-- Given information --
================
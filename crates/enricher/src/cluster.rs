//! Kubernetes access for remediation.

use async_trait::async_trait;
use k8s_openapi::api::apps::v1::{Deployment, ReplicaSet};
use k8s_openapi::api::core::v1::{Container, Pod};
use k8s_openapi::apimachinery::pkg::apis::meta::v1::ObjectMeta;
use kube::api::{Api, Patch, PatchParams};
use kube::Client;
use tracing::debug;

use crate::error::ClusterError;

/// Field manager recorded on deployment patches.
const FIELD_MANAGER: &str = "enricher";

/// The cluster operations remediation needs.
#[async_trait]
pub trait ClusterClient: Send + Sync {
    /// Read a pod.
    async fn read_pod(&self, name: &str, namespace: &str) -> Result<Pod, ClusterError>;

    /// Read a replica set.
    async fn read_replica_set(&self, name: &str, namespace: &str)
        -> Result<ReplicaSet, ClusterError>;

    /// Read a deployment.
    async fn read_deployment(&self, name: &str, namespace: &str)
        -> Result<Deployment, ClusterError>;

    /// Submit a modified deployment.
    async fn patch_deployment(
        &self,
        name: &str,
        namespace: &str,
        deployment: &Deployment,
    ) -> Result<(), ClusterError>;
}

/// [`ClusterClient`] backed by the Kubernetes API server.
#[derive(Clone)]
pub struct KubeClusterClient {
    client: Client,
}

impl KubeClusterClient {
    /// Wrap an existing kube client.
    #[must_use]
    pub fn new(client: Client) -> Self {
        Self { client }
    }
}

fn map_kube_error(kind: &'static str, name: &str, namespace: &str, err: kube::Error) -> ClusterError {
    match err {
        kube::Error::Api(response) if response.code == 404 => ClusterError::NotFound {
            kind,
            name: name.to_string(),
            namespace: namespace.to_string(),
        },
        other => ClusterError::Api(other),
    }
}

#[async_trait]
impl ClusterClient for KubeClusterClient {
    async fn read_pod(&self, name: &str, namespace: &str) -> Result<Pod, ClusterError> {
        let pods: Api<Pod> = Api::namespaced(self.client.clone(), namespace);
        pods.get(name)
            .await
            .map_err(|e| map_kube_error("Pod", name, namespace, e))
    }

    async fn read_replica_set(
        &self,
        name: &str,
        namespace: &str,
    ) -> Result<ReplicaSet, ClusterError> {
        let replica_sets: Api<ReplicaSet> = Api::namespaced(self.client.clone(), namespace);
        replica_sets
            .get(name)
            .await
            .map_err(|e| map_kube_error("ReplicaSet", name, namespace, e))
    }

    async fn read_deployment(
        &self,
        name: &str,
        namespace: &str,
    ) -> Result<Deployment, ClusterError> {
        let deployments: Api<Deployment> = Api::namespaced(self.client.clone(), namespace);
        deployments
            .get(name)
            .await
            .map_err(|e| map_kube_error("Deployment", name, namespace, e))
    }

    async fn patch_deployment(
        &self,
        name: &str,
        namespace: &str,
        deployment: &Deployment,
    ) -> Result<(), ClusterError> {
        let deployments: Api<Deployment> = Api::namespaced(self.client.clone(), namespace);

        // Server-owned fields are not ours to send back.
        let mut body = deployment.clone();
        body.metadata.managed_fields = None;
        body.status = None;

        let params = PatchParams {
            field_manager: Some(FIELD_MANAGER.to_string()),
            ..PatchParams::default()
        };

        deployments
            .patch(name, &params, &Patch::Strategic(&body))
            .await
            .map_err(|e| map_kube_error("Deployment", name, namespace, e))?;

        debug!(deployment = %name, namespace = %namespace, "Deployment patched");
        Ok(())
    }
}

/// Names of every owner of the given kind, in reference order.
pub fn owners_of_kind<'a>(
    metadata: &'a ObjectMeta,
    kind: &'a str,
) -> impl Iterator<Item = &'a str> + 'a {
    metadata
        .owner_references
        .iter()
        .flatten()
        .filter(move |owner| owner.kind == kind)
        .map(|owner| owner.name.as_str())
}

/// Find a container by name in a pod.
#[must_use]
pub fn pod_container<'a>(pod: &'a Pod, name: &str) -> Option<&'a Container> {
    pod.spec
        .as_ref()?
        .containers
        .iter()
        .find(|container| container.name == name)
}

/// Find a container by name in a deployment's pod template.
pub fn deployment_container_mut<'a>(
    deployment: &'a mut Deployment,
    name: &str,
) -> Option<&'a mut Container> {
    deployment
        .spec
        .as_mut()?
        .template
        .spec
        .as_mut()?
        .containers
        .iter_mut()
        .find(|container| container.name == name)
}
================
Only the lines from the one that holds "owner.kind == kind)" through the end of the records should appear in the answer, each restated exactly.

        .filter(move |owner| owner.kind == kind)
        .map(|owner| owner.name.as_str())
}

/// Find a container by name in a pod.
#[must_use]
pub fn pod_container<'a>(pod: &'a Pod, name: &str) -> Option<&'a Container> {
    pod.spec
        .as_ref()?
        .containers
        .iter()
        .find(|container| container.name == name)
}

/// Find a container by name in a deployment's pod template.
pub fn deployment_container_mut<'a>(
    deployment: &'a mut Deployment,
    name: &str,
) -> Option<&'a mut Container> {
    deployment
        .spec
        .as_mut()?
        .template
        .spec
        .as_mut()?
        .containers
        .iter_mut()
        .find(|container| container.name == name)
}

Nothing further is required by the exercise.